> **Directions**
Copy exactly the lines of the data below that run from the line holding "let attn_times_v = match" through the line holding "let packed = Tensor::stack(&[&q, &k, &v], 2)?;", both ends included.

> **Material provided**
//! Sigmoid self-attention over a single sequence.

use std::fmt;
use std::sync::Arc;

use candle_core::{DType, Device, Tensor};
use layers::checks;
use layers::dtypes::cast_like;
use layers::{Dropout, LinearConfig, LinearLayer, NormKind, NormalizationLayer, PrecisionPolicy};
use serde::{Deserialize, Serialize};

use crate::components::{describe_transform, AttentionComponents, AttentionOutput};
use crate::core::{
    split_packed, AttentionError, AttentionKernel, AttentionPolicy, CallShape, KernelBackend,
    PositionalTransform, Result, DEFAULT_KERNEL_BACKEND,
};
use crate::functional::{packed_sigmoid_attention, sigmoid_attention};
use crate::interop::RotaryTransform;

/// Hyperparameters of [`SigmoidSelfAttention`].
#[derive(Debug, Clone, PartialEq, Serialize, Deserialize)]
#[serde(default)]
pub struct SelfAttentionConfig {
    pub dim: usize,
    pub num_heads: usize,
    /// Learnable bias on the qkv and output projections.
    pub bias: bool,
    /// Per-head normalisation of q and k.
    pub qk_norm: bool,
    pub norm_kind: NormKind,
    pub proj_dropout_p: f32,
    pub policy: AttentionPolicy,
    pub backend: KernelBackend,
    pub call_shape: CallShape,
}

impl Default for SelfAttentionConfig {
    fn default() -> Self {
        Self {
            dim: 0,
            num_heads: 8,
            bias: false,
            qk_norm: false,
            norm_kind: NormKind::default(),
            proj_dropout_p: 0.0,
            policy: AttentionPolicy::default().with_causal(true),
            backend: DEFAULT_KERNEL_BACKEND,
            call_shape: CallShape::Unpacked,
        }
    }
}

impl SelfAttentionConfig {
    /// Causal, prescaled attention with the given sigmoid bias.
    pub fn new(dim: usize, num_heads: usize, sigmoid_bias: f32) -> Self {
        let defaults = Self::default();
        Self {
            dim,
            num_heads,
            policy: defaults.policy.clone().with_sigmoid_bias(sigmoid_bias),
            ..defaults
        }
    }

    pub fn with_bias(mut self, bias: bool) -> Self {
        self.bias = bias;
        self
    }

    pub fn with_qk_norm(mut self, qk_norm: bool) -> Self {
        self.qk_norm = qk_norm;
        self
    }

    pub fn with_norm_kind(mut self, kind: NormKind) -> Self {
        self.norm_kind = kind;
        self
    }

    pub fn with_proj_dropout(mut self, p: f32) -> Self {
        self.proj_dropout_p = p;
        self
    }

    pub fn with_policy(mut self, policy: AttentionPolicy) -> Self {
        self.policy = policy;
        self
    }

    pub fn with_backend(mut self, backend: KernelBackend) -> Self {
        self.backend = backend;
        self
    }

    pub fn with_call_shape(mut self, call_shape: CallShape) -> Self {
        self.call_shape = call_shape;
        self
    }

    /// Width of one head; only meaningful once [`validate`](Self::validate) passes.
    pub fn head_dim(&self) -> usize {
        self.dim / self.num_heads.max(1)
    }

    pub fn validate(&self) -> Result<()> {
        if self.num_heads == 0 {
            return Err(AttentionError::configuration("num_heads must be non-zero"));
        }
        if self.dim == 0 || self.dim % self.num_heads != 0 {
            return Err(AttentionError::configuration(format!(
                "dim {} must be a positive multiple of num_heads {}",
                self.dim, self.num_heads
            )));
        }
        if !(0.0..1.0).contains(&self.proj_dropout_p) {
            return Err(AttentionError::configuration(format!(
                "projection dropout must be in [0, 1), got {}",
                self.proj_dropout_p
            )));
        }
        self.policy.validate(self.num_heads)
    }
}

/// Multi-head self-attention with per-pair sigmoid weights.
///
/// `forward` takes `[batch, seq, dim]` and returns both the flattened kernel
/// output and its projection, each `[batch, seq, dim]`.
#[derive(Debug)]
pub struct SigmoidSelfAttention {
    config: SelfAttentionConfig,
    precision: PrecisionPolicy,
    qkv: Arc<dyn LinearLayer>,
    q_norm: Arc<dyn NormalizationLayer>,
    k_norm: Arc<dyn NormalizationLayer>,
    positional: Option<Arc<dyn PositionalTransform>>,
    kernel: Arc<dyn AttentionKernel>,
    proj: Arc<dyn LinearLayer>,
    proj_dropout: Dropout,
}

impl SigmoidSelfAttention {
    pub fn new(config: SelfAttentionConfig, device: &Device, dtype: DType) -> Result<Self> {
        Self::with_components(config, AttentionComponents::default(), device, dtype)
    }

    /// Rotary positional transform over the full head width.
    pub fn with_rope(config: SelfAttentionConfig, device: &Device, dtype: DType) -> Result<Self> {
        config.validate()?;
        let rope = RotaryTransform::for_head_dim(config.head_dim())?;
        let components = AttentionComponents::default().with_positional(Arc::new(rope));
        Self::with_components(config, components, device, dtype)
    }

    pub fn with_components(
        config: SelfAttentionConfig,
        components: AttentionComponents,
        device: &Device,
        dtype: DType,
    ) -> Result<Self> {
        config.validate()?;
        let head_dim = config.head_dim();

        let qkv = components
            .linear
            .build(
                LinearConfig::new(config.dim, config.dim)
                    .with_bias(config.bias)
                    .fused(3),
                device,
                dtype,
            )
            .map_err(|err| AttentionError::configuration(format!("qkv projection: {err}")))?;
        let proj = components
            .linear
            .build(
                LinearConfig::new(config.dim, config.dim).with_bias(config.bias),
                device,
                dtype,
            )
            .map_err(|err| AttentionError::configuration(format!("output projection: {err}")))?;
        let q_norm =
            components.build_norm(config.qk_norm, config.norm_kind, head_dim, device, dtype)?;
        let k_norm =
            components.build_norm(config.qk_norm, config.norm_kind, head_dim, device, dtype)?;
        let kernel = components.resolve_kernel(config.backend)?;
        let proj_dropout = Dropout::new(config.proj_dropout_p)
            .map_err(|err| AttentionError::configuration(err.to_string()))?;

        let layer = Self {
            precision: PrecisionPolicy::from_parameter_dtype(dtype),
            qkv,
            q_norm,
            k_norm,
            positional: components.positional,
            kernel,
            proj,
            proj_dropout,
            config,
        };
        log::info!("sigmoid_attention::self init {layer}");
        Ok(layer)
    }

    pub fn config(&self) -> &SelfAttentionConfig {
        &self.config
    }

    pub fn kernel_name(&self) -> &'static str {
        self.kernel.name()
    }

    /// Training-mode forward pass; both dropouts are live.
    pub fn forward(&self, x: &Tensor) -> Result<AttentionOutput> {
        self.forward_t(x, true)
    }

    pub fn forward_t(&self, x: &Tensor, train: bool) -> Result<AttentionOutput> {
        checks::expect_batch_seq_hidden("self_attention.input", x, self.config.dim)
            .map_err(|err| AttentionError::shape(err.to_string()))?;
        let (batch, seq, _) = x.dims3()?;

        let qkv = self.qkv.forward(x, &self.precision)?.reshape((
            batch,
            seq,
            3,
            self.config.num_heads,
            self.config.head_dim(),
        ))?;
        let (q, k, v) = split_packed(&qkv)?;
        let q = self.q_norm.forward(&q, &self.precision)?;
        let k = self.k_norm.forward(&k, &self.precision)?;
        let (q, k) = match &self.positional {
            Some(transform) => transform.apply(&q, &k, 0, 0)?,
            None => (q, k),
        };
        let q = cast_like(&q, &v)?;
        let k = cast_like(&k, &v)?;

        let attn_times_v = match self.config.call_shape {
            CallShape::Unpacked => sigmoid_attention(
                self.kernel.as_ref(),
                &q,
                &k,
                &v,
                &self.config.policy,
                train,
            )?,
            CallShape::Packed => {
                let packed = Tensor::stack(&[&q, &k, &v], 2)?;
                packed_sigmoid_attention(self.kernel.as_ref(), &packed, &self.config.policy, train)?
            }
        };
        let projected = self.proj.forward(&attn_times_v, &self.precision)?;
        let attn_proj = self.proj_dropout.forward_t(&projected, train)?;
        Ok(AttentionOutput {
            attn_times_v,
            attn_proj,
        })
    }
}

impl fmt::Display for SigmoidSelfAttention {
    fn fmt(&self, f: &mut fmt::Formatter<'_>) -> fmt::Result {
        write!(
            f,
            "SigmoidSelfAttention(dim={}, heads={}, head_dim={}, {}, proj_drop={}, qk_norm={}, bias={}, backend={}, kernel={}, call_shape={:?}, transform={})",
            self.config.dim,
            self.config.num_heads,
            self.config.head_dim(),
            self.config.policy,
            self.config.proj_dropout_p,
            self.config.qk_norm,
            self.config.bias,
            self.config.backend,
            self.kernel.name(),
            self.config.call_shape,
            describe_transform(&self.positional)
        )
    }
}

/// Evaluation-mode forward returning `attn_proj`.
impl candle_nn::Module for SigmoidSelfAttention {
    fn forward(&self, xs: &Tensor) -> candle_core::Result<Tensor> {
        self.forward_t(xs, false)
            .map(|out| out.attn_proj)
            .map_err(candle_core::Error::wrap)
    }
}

> **Answer to this task**
        let attn_times_v = match self.config.call_shape {
            CallShape::Unpacked => sigmoid_attention(
                self.kernel.as_ref(),
                &q,
                &k,
                &v,
                &self.config.policy,
                train,
            )?,
            CallShape::Packed => {
                let packed = Tensor::stack(&[&q, &k, &v], 2)?;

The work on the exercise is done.